The third sector and those it aims to help are the immediate and most obvious casualties of a cashless society. Findings from the Institute of Funding show that 70% of UK charities had seen a decrease in cash donations over the last three years. It’s a decline that is invariably going to continue as the UK heads towards a cashless future. Given that one and two pence coins alone amount to more than £300million in charitable donations across the UK, society’s transition to digital payments will be keenly felt by the third sector unless it can adapt.   

Looking at a near future dominated by plastic carrying donators, some charities are doing just that. Last year saw the advent of contactless donation boxes which the National History Museum has used with much success, increasing their visitor donations by 22%. With physical money on an inevitable decline, this offers an effective solution and we’ll see more and more charities adopt these devices in order to adapt to the dominance of ‘tap and go’ transactions. However, a single contactless donation box can cost anywhere between £250 and £400; a cost that can be accommodated for by larger charities but will pose an issue for those with smaller fundraising budgets. What’s more, contactless donation boxes will be redundant for charities that don’t have the benefits of popular visitor locations. An answer then will be for charities to work with local authorities to introduce these terminals in public spaces, such as train stations and shopping centres.

Those employed in the hospitality sector – in particular those in service based roles – face challenges of a different nature as the UK moves away from cash. Almost all UK restaurants now include tips and service charges on customers’ bills, avoiding the loss of revenue from cashless diners. This has however, left waiters and waitresses out of pocket as restaurant owners and managers cream off staff tips for themselves instead of distributing them amongst their employers. A government consultation into the underhand strategy used by restaurants was launched in 2016, with the findings still to be published, and is an example of how the steady march to a digital-only world of financial transactions impacts society’s most cash-dependent. It’s a march that is set to have an increasing effect on workers in the hospitality sector as more and more restaurants go ‘card-only’. The responsibility lies at the feet of the UK government who will need to be tougher with rogue bosses and introduce policy to ensure the 2 million people working in the hotels, pubs and restaurants across Britain are not financially worse off in an age of digital payments.

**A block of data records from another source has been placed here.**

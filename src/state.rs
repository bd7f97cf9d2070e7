use dashmap::DashMap;
use tokio::sync::{broadcast, mpsc};
use uuid::Uuid;

use crate::engine::notify::NotificationIntent;
use crate::fleet::Fleet;
use crate::models::notification::Notification;
use crate::observability::metrics::Metrics;
use crate::store::DispatchStore;

pub struct AppState {
    pub fleet: Fleet,
    pub store: DispatchStore,
    /// Delivered notifications, keyed by recipient.
    pub inbox: DashMap<Uuid, Vec<Notification>>,
    pub notification_tx: mpsc::Sender<NotificationIntent>,
    pub notification_events_tx: broadcast::Sender<Notification>,
    pub auto_assign: bool,
    pub metrics: Metrics,
}

impl AppState {
    pub fn new(
        notification_queue_size: usize,
        event_buffer_size: usize,
        auto_assign: bool,
    ) -> (Self, mpsc::Receiver<NotificationIntent>) {
        let (notification_tx, notification_rx) = mpsc::channel(notification_queue_size);
        let (notification_events_tx, _unused_rx) = broadcast::channel(event_buffer_size);

        (
            Self {
                fleet: Fleet::new(),
                store: DispatchStore::new(),
                inbox: DashMap::new(),
                notification_tx,
                notification_events_tx,
                auto_assign,
                metrics: Metrics::new(),
            },
            notification_rx,
        )
    }
}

Whilst challenges for the UK’s most cash dependent sectors can be met, these solutions do little to address the problem that with the acceptance of cash in decline, the provision of physical money will also become increasingly limited. Driven by the combined popularity of contactless payments and the influence of the banking sector (who have a significant amount of skin in the game), ATM machines are closing at a rate of 300 a month in the UK. The ongoing tussle between the UK’s primary ATM providers and biggest financial institutions has resulted in a reduction in the fees paid by banks for each withdrawal. As a result, many store operating free-to-use machines in rural areas have been unable to keep cash points running at a profitable rate. Cash is still a vital form of currency for rural economies with local cash-only shops catering to an elderly generation of cash-only customers. At a time when rural bank branch closures are also gaining momentum, rural communities face financial isolation as the drive to a cashless society outpaces the means of local commerce. To suggest all is lost for the rural community would however, be an over exaggeration. Consumers at any UK bank can undertake basic transactions at local post offices, thereby helping to keep cash in rural communities. With accessibility to cash arguably declining faster than rural economies can manage, collaborative initiatives of this kind are invaluable and herald a likely future of access to physical money. 

Society is, and will continue to adapt to a cashless economy. However, the current rate at which cash is in decline presents immediate economic risks to some of the UK’s most vulnerable groups. The UK government and those within industry will need to act in order to ensure the financial payments landscape does not leave these groups behind as it propels towards a digital future.